Best use cases right now

• Use it as google/StackOverflow; whenever there’s a piece of code that you have already written once in your life, and know how it works you can easily describe it as a comment and co-pilot should lead you there. The co-pilot is a beast at this.
• Refactor and chores. First of all, make sure you read each and every piece of code generated by this, as small diversions from the expected code can make the code behave in ways you wouldn’t be able to catch very quickly, and it should be tough as you are not the person who implemented it. I’d say co-pilot mostly gets it right, even contextual information, I’ve seen it refactor a nested SQL query into beautiful knex.

Examples

Example 1

In the gif below, you'll see me asking co-pilot to create a function which gets users from somewhere, the most common usecase being fetching it from a relational database.
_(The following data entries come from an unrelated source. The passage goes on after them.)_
//! Mock version of the password generator random source;
use mockall::mock;

use candy_rs::password::RandomSource;

mock! {
    pub Random {}
    impl RandomSource for Random {
        fn next_index(&mut self, bound: usize) -> usize;
    }
}
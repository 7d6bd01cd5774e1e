use log::debug;
use serde::Serialize;

use super::source::ChunkedSource;
use crate::{error::CandyError, guard};

/// The default current page.
pub const DEFAULT_CURRENT_PAGE: usize = 1;

/// The default size of the page.
pub const DEFAULT_PAGE_SIZE: usize = 100;

/// One page of an ordered sequence together with its paging metadata.
///
/// The page content is a window of the source: the items at positions
/// `(current_page - 1) * page_size` up to `current_page * page_size`,
/// clipped to the source length. The content is owned by the page, so
/// iterating it any number of times yields the same items.
///
/// # Examples
///
/// ```
/// use candy_rs::sequence::PagedSequence;
///
/// let page = PagedSequence::new(0..250, 20, 13, None).unwrap();
///
/// assert_eq!(page.total_pages(), 20);
/// assert_eq!(page.current_page(), 20);
/// assert_eq!(page.items(), &[247, 248, 249]);
/// assert!(!page.has_next_page());
/// ```
#[derive(Debug, Clone, PartialEq, Eq, Serialize)]
#[serde(rename_all = "camelCase")]
pub struct PagedSequence<T> {
    items: Vec<T>,
    current_page: usize,
    page_size: usize,
    total_pages: usize,
}

fn validate(page: usize, page_size: usize) -> Result<(), CandyError> {
    guard::not_zero(page, "page")?;
    guard::not_zero(page_size, "page_size")
}

impl<T> PagedSequence<T> {
    /// Materializes page `page` of `source`.
    ///
    /// When `total_pages` is `None` or `Some(0)` it is computed as
    /// `ceil(count / page_size)` during the same pass over `source`, which
    /// then has to be walked to its end.
    ///
    /// # Errors
    ///
    /// Returns [`CandyError::InvalidArgument`] when `page` or `page_size` is zero.
    pub fn new<I>(
        source: I,
        page: usize,
        page_size: usize,
        total_pages: Option<usize>,
    ) -> Result<Self, CandyError>
    where
        I: IntoIterator<Item = T>,
    {
        validate(page, page_size)?;

        let offset = (page - 1).saturating_mul(page_size);

        let (items, total_pages) = match total_pages.filter(|total| *total > 0) {
            Some(total) => (
                source.into_iter().skip(offset).take(page_size).collect(),
                total,
            ),
            None => {
                let mut items = Vec::new();
                let mut count = 0usize;
                for item in source {
                    if count >= offset && count - offset < page_size {
                        items.push(item);
                    }
                    count += 1;
                }
                (items, count.div_ceil(page_size))
            }
        };

        debug!(
            "Materialized page {}/{} with {} items (page size {})",
            page,
            total_pages,
            items.len(),
            page_size
        );

        Ok(Self {
            items,
            current_page: page,
            page_size,
            total_pages,
        })
    }

    /// First page of `source` with the default page size.
    pub fn first_page<I>(source: I) -> Result<Self, CandyError>
    where
        I: IntoIterator<Item = T>,
    {
        Self::new(source, DEFAULT_CURRENT_PAGE, DEFAULT_PAGE_SIZE, None)
    }

    /// Wraps items that already form the requested page.
    ///
    /// Nothing is sliced or counted: use it when the page was selected
    /// upstream (e.g. by the query itself) and only the metadata is missing.
    ///
    /// # Errors
    ///
    /// Returns [`CandyError::InvalidArgument`] when `page` or `page_size` is zero.
    pub fn create(
        items: Vec<T>,
        page: usize,
        page_size: usize,
        total_pages: usize,
    ) -> Result<Self, CandyError> {
        validate(page, page_size)?;

        Ok(Self {
            items,
            current_page: page,
            page_size,
            total_pages,
        })
    }

    /// Fetches page `page` from a re-queryable source.
    ///
    /// Issues one `count` and one `fetch` against `source`.
    pub fn from_source<S>(source: &S, page: usize, page_size: usize) -> Result<Self, CandyError>
    where
        S: ChunkedSource<Item = T> + ?Sized,
    {
        validate(page, page_size)?;

        let total_pages = source.count()?.div_ceil(page_size);
        let items = source.fetch((page - 1).saturating_mul(page_size), page_size)?;

        Self::create(items, page, page_size, total_pages)
    }

    pub fn total_pages(&self) -> usize {
        self.total_pages
    }

    /// Current page. Starts from 1.
    pub fn current_page(&self) -> usize {
        self.current_page
    }

    /// Max number of items on the page.
    pub fn page_size(&self) -> usize {
        self.page_size
    }

    pub fn items(&self) -> &[T] {
        &self.items
    }

    pub fn into_items(self) -> Vec<T> {
        self.items
    }

    pub fn len(&self) -> usize {
        self.items.len()
    }

    pub fn is_empty(&self) -> bool {
        self.items.is_empty()
    }

    pub fn has_previous_page(&self) -> bool {
        self.current_page > 1
    }

    pub fn has_next_page(&self) -> bool {
        self.current_page < self.total_pages
    }

    pub fn iter(&self) -> std::slice::Iter<'_, T> {
        self.items.iter()
    }
}

impl<'a, T> IntoIterator for &'a PagedSequence<T> {
    type Item = &'a T;
    type IntoIter = std::slice::Iter<'a, T>;

    fn into_iter(self) -> Self::IntoIter {
        self.items.iter()
    }
}

impl<T> IntoIterator for PagedSequence<T> {
    type Item = T;
    type IntoIter = std::vec::IntoIter<T>;

    fn into_iter(self) -> Self::IntoIter {
        self.items.into_iter()
    }
}

/// Pagination for anything iterable.
pub trait PagedExt: IntoIterator + Sized {
    /// # Examples
    ///
    /// ```
    /// use candy_rs::sequence::PagedExt;
    ///
    /// let page = vec!["a", "b", "c", "d", "e"].paged(2, 2).unwrap();
    /// assert_eq!(page.items(), &["c", "d"]);
    /// assert_eq!(page.total_pages(), 3);
    /// ```
    fn paged(self, page: usize, page_size: usize) -> Result<PagedSequence<Self::Item>, CandyError> {
        PagedSequence::new(self, page, page_size, None)
    }
}

impl<I: IntoIterator> PagedExt for I {}
//! Paged and chunked views over ordered sequences.
//!
//! A [`PagedSequence`] materializes one page of a source together with the
//! paging metadata. The chunk iterators ([`chunk_select_range`],
//! [`chunk_select`] and their `_from` variants for [`ChunkedSource`]s) walk a
//! whole source one bounded window at a time. Single-pass iterators go
//! through [`chunk_select_iter`].

/// Re-queryable sources read in windows.
pub mod source;

/// One materialized page of a sequence.
pub mod paged;

/// Chunked traversal of slices and sources.
pub mod chunk;

/// SQLite backed source.
#[cfg(feature = "rdbc-sqlite")]
#[cfg_attr(docsrs, doc(cfg(feature = "rdbc-sqlite")))]
pub mod sqlite;

pub use chunk::{
    chunk_select, chunk_select_from, chunk_select_iter, chunk_select_range,
    chunk_select_range_from, ChunkSelect, ChunkSelectRange, IterChunkSelect, SourceChunkSelect,
    SourceChunkSelectRange, DEFAULT_CHUNK_SIZE,
};
pub use paged::{PagedExt, PagedSequence, DEFAULT_CURRENT_PAGE, DEFAULT_PAGE_SIZE};
pub use source::{ChunkedSource, IterSource, SliceSource};

#[cfg(feature = "rdbc-sqlite")]
pub use sqlite::SqliteChunkedSource;
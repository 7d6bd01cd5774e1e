//! Password generation and strength estimation.
//!
//! - [`PasswordGenerator`] builds a characters pool from [`CharacterClass`]es
//!   (or takes an explicit one), optionally shuffles it and draws characters
//!   uniformly from an injected [`RandomSource`].
//! - [`estimate_password_strength`] scores an existing password.

/// Character classes, generator flags and pool construction.
pub mod pool;

/// Random sources used by the generator.
pub mod random;

/// The generator itself and its builder.
pub mod generator;

/// Zeroized password buffer.
pub mod secure;

/// JSON settings for the generator.
pub mod settings;

/// Password strength estimation.
pub mod strength;

pub use generator::{PasswordGenerator, PasswordGeneratorBuilder};
pub use pool::{build_pool, CharacterClass, GeneratorFlag};
pub use random::{RandomSource, RngSource, SeededRandom, SharedRandom, ThreadRandom};
pub use secure::SecurePassword;
pub use settings::{ClassName, FlagName, GeneratorSettings};
pub use strength::{analyze_password, estimate_password_strength, StrengthReport};
use std::cell::RefCell;

use log::debug;

use super::{
    pool::{build_pool, CharacterClass, GeneratorFlag},
    random::{RandomSource, ThreadRandom},
    secure::SecurePassword,
    strength,
};
use crate::{error::CandyError, guard};

/// Password length used by [`PasswordGenerator::new`].
pub const DEFAULT_PASSWORD_LENGTH: usize = 10;

/// Shortest password the generator accepts.
pub const MIN_PASSWORD_LENGTH: usize = 2;

/// Password generator.
///
/// The generator keeps its configuration (length, character classes, flags
/// and an optional explicit characters pool) and draws every character from
/// an injected [`RandomSource`]. Each call to [`generate`](Self::generate)
/// rebuilds the pool from the current configuration, so the generator can be
/// reconfigured between calls.
///
/// # Thread Safety
///
/// The random source sits in a `RefCell`, which makes the generator usable
/// through a shared reference on one thread. To share a random state between
/// threads, build each generator with a clone of the same
/// [`SharedRandom`](super::SharedRandom).
///
/// # Examples
///
/// ```
/// use candy_rs::password::{CharacterClass, GeneratorFlag, PasswordGenerator};
///
/// let generator = PasswordGenerator::with_options(
///     25,
///     CharacterClass::DIGITS,
///     GeneratorFlag::SHUFFLE_CHARS,
/// )
/// .unwrap();
///
/// let password = generator.generate().unwrap();
/// assert_eq!(password.len(), 25);
/// assert!(password.chars().all(|c| c.is_ascii_digit()));
/// ```
pub struct PasswordGenerator<S = ThreadRandom> {
    password_length: usize,
    character_classes: CharacterClass,
    generator_flags: GeneratorFlag,
    /// When set, replaces the pool built from the character classes.
    characters_pool: Option<String>,
    random: RefCell<S>,
}

impl PasswordGenerator<ThreadRandom> {
    /// Creates a generator with a length of 10, every character class and no flags.
    pub fn new() -> Self {
        Self::with_random(ThreadRandom)
    }

    /// Creates a generator from explicit options.
    ///
    /// # Errors
    ///
    /// Returns [`CandyError::OutOfRange`] when `password_length` is below 2.
    pub fn with_options(
        password_length: usize,
        character_classes: CharacterClass,
        generator_flags: GeneratorFlag,
    ) -> Result<Self, CandyError> {
        PasswordGeneratorBuilder::new()
            .password_length(password_length)
            .character_classes(character_classes)
            .generator_flags(generator_flags)
            .build()
    }

    pub fn builder() -> PasswordGeneratorBuilder<ThreadRandom> {
        PasswordGeneratorBuilder::new()
    }

    /// See [`strength::estimate_password_strength`].
    pub fn estimate_password_strength(password: &str) -> Result<u32, CandyError> {
        strength::estimate_password_strength(password)
    }
}

impl Default for PasswordGenerator<ThreadRandom> {
    fn default() -> Self {
        Self::new()
    }
}

impl<S: RandomSource> PasswordGenerator<S> {
    /// Creates a generator with default options drawing from `random`.
    pub fn with_random(random: S) -> Self {
        Self {
            password_length: DEFAULT_PASSWORD_LENGTH,
            character_classes: CharacterClass::ALL,
            generator_flags: GeneratorFlag::NONE,
            characters_pool: None,
            random: RefCell::new(random),
        }
    }

    pub fn password_length(&self) -> usize {
        self.password_length
    }

    /// # Errors
    ///
    /// Returns [`CandyError::OutOfRange`] when `password_length` is below 2.
    pub fn set_password_length(&mut self, password_length: usize) -> Result<(), CandyError> {
        guard::at_least(password_length, MIN_PASSWORD_LENGTH, "password_length")?;
        self.password_length = password_length;
        Ok(())
    }

    pub fn character_classes(&self) -> CharacterClass {
        self.character_classes
    }

    pub fn set_character_classes(&mut self, character_classes: CharacterClass) {
        self.character_classes = character_classes;
    }

    pub fn generator_flags(&self) -> GeneratorFlag {
        self.generator_flags
    }

    pub fn set_generator_flags(&mut self, generator_flags: GeneratorFlag) {
        self.generator_flags = generator_flags;
    }

    pub fn characters_pool(&self) -> Option<&str> {
        self.characters_pool.as_deref()
    }

    /// Sets an explicit characters pool used instead of the character classes.
    ///
    /// # Errors
    ///
    /// Returns [`CandyError::InvalidArgument`] when `pool` is empty.
    pub fn set_characters_pool(&mut self, pool: &str) -> Result<(), CandyError> {
        guard::not_empty(pool, "pool")?;
        self.characters_pool = Some(pool.to_string());
        Ok(())
    }

    /// Drops the explicit pool; the next generation builds it from the classes again.
    pub fn use_default_characters_pool(&mut self) {
        self.characters_pool = None;
    }

    /// Generates a new password.
    ///
    /// # Errors
    ///
    /// Returns [`CandyError::InvalidConfiguration`] when the effective pool is
    /// empty, e.g. no character class selected and no explicit pool set.
    pub fn generate(&self) -> Result<String, CandyError> {
        let mut password = String::with_capacity(self.password_length);
        self.draw(|c| {
            password.push(c);
            Ok(())
        })?;
        Ok(password)
    }

    /// Generates a new password into a buffer zeroized on drop.
    ///
    /// The result is sealed read only when [`GeneratorFlag::MAKE_READ_ONLY`] is set.
    pub fn generate_secure(&self) -> Result<SecurePassword, CandyError> {
        let mut password = SecurePassword::with_capacity(self.password_length);
        self.draw(|c| password.push(c))?;

        if self.generator_flags.contains(GeneratorFlag::MAKE_READ_ONLY) {
            password.make_read_only();
        }

        Ok(password)
    }

    /// Returns `log2(password_length ^ pool_size)` for the effective pool.
    ///
    /// The value is computed as `pool_size * log2(password_length)` so it
    /// stays finite for large pools.
    ///
    /// # Examples
    ///
    /// ```
    /// use candy_rs::password::PasswordGenerator;
    ///
    /// let mut generator = PasswordGenerator::new();
    /// generator.set_characters_pool("0123456789").unwrap();
    /// let entropy = generator.entropy().unwrap();
    /// assert!((entropy - 33.219).abs() < 0.01);
    /// ```
    pub fn entropy(&self) -> Result<f64, CandyError> {
        let pool = self.effective_pool()?;
        Ok(pool.len() as f64 * (self.password_length as f64).log2())
    }

    fn effective_pool(&self) -> Result<Vec<char>, CandyError> {
        let pool: Vec<char> = match self.characters_pool.as_deref() {
            Some(pool) if !pool.is_empty() => pool.chars().collect(),
            _ => build_pool(self.character_classes, self.generator_flags),
        };

        if pool.is_empty() {
            return Err(CandyError::InvalidConfiguration(
                "characters pool is empty, select at least one character class".to_string(),
            ));
        }

        Ok(pool)
    }

    /// Draws `password_length` characters and hands them to `sink` in order.
    fn draw<F>(&self, mut sink: F) -> Result<(), CandyError>
    where
        F: FnMut(char) -> Result<(), CandyError>,
    {
        let mut pool = self.effective_pool()?;
        let mut random = self.random.borrow_mut();

        if self.generator_flags.contains(GeneratorFlag::SHUFFLE_CHARS) {
            shuffle(&mut pool, &mut *random);
        }

        debug!(
            "Generating password of {} chars from a pool of {}",
            self.password_length,
            pool.len()
        );

        for _ in 0..self.password_length {
            sink(pool[random.next_index(pool.len())])?;
        }

        Ok(())
    }
}

/// Fisher–Yates shuffle.
fn shuffle<S: RandomSource + ?Sized>(chars: &mut [char], random: &mut S) {
    for i in (1..chars.len()).rev() {
        let j = random.next_index(i + 1);
        chars.swap(i, j);
    }
}

/// Builder for [`PasswordGenerator`].
///
/// # Examples
///
/// ```
/// use candy_rs::password::{CharacterClass, GeneratorFlag, PasswordGenerator, SeededRandom};
///
/// let generator = PasswordGenerator::builder()
///     .password_length(16)
///     .character_classes(CharacterClass::ALPHA_NUMERIC)
///     .generator_flags(GeneratorFlag::EXCLUDE_LOOK_ALIKE | GeneratorFlag::SHUFFLE_CHARS)
///     .random(SeededRandom::from_seed(7))
///     .build()
///     .unwrap();
///
/// assert_eq!(generator.generate().unwrap().chars().count(), 16);
/// ```
pub struct PasswordGeneratorBuilder<S> {
    password_length: usize,
    character_classes: CharacterClass,
    generator_flags: GeneratorFlag,
    characters_pool: Option<String>,
    random: S,
}

impl PasswordGeneratorBuilder<ThreadRandom> {
    pub fn new() -> Self {
        Self {
            password_length: DEFAULT_PASSWORD_LENGTH,
            character_classes: CharacterClass::ALL,
            generator_flags: GeneratorFlag::NONE,
            characters_pool: None,
            random: ThreadRandom,
        }
    }
}

impl Default for PasswordGeneratorBuilder<ThreadRandom> {
    fn default() -> Self {
        Self::new()
    }
}

impl<S: RandomSource> PasswordGeneratorBuilder<S> {
    pub fn password_length(mut self, password_length: usize) -> Self {
        self.password_length = password_length;
        self
    }

    pub fn character_classes(mut self, character_classes: CharacterClass) -> Self {
        self.character_classes = character_classes;
        self
    }

    pub fn generator_flags(mut self, generator_flags: GeneratorFlag) -> Self {
        self.generator_flags = generator_flags;
        self
    }

    pub fn characters_pool(mut self, pool: &str) -> Self {
        self.characters_pool = Some(pool.to_string());
        self
    }

    /// Replaces the random source.
    pub fn random<T: RandomSource>(self, random: T) -> PasswordGeneratorBuilder<T> {
        PasswordGeneratorBuilder {
            password_length: self.password_length,
            character_classes: self.character_classes,
            generator_flags: self.generator_flags,
            characters_pool: self.characters_pool,
            random,
        }
    }

    /// # Errors
    ///
    /// Returns [`CandyError::OutOfRange`] for a length below 2 and
    /// [`CandyError::InvalidArgument`] for an empty explicit pool.
    pub fn build(self) -> Result<PasswordGenerator<S>, CandyError> {
        let mut generator = PasswordGenerator::with_random(self.random);
        generator.set_password_length(self.password_length)?;
        generator.set_character_classes(self.character_classes);
        generator.set_generator_flags(self.generator_flags);
        if let Some(pool) = self.characters_pool {
            generator.set_characters_pool(&pool)?;
        }
        Ok(generator)
    }
}
//! Random sources the password generator draws its indexes from.

use std::sync::{Arc, Mutex};

use log::warn;
use rand::distr::{Distribution, Uniform};
use rand::rngs::StdRng;
use rand::{Rng, SeedableRng};

/// Uniform random number source consumed by the password generator.
pub trait RandomSource {
    /// Returns a uniformly distributed index in `0..bound`.
    ///
    /// Callers never pass a `bound` of zero.
    fn next_index(&mut self, bound: usize) -> usize;
}

fn sample_index<R: Rng + ?Sized>(rng: &mut R, bound: usize) -> usize {
    Uniform::new(0, bound)
        .map(|distribution| distribution.sample(rng))
        .unwrap_or(0)
}

/// Random source backed by the per-thread generator of `rand`.
#[derive(Debug, Default, Clone, Copy)]
pub struct ThreadRandom;

impl RandomSource for ThreadRandom {
    fn next_index(&mut self, bound: usize) -> usize {
        sample_index(&mut rand::rng(), bound)
    }
}

/// Adapter turning any `rand` generator into a [`RandomSource`].
#[derive(Debug, Clone)]
pub struct RngSource<R>(R);

impl<R: Rng> RngSource<R> {
    pub fn new(rng: R) -> Self {
        RngSource(rng)
    }

    pub fn into_inner(self) -> R {
        self.0
    }
}

impl<R: Rng> RandomSource for RngSource<R> {
    fn next_index(&mut self, bound: usize) -> usize {
        sample_index(&mut self.0, bound)
    }
}

/// Reproducible random source seeded from a `u64`.
pub type SeededRandom = RngSource<StdRng>;

impl SeededRandom {
    /// # Examples
    ///
    /// ```
    /// use candy_rs::password::{RandomSource, SeededRandom};
    ///
    /// let mut first = SeededRandom::from_seed(42);
    /// let mut second = SeededRandom::from_seed(42);
    /// assert_eq!(first.next_index(1000), second.next_index(1000));
    /// ```
    pub fn from_seed(seed: u64) -> Self {
        RngSource(StdRng::seed_from_u64(seed))
    }
}

/// Random source shared between several owners behind a mutex.
///
/// Each clone locks the same inner source for every draw, so generators on
/// different threads can share one state without racing on it.
#[derive(Debug, Default)]
pub struct SharedRandom<S> {
    inner: Arc<Mutex<S>>,
}

impl<S> Clone for SharedRandom<S> {
    fn clone(&self) -> Self {
        Self {
            inner: Arc::clone(&self.inner),
        }
    }
}

impl<S: RandomSource> SharedRandom<S> {
    pub fn new(source: S) -> Self {
        Self {
            inner: Arc::new(Mutex::new(source)),
        }
    }
}

impl<S: RandomSource> RandomSource for SharedRandom<S> {
    fn next_index(&mut self, bound: usize) -> usize {
        let mut source = match self.inner.lock() {
            Ok(guard) => guard,
            Err(poisoned) => {
                warn!("Shared random source was poisoned, recovering its state");
                poisoned.into_inner()
            }
        };
        source.next_index(bound)
    }
}
use std::fmt;

use zeroize::Zeroizing;

use crate::error::CandyError;

/// Password buffer wiped from memory when dropped.
///
/// Characters are appended one at a time while the password is generated.
/// Once sealed with [`SecurePassword::make_read_only`] the buffer rejects any
/// further modification.
#[derive(Default)]
pub struct SecurePassword {
    value: Zeroizing<String>,
    read_only: bool,
}

impl SecurePassword {
    pub fn new() -> Self {
        Self::default()
    }

    pub(crate) fn with_capacity(capacity: usize) -> Self {
        Self {
            value: Zeroizing::new(String::with_capacity(capacity)),
            read_only: false,
        }
    }

    /// Appends a character.
    ///
    /// # Errors
    ///
    /// Returns [`CandyError::InvalidOperation`] when the password is read only.
    pub fn push(&mut self, c: char) -> Result<(), CandyError> {
        if self.read_only {
            return Err(CandyError::InvalidOperation(
                "secure password is read only".to_string(),
            ));
        }
        self.value.push(c);
        Ok(())
    }

    pub fn make_read_only(&mut self) {
        self.read_only = true;
    }

    pub fn is_read_only(&self) -> bool {
        self.read_only
    }

    /// Number of characters.
    pub fn len(&self) -> usize {
        self.value.chars().count()
    }

    pub fn is_empty(&self) -> bool {
        self.value.is_empty()
    }

    /// Borrows the clear text.
    pub fn expose(&self) -> &str {
        self.value.as_str()
    }
}

impl fmt::Debug for SecurePassword {
    fn fmt(&self, f: &mut fmt::Formatter<'_>) -> fmt::Result {
        f.debug_struct("SecurePassword")
            .field("len", &self.len())
            .field("read_only", &self.read_only)
            .finish()
    }
}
After the first suggestion, you'll notice I changed the function signature a bit hinting at a possible pagination implementation, after which co-pilot very quickly understood the context and implemented the pagination code in the query on it's own.

This is how you can calibrate in scenarios where you need an unconventional or uncommon code you can either open up the co-pilot suggestion list (Ctrl Enter) and pick one that's matches.

If you don't find the exact code you're looking for, get one that is closest and then just write the rest on your own, however, if you don't even find a resembling piece then maybe you're describing a really big and abstract code and maybe you can try breaking it into subtasks and asking github to fill in the code per atomic operation.

Example 2

In the gif below, you will see I am not making co-pilot write a new piece of code, rather making it do refactoring work, I really enjoy taking it's help while doing stuff which is necessary but sometimes boring.

Example 3

In the gif below, you'll see that I wanted to have a function which uploads a local file to a s3 bucket, however I wanted to implement it using boto3.resource and not boto3.client; in this scenario changing the function definition doesn't make sense, so we add a comment to guide co-pilot into the right direction.

Closing thoughts

After using co-pilot for a while, you guys will learn this sense of guiding copilot; I’ve eventually developed this way of setting up the stage around the part of my file where I’d want co-pilot to fill in some lines, and if you do the setup just right, you can guide co-pilot really well to predict the exact code that you’d want to generate.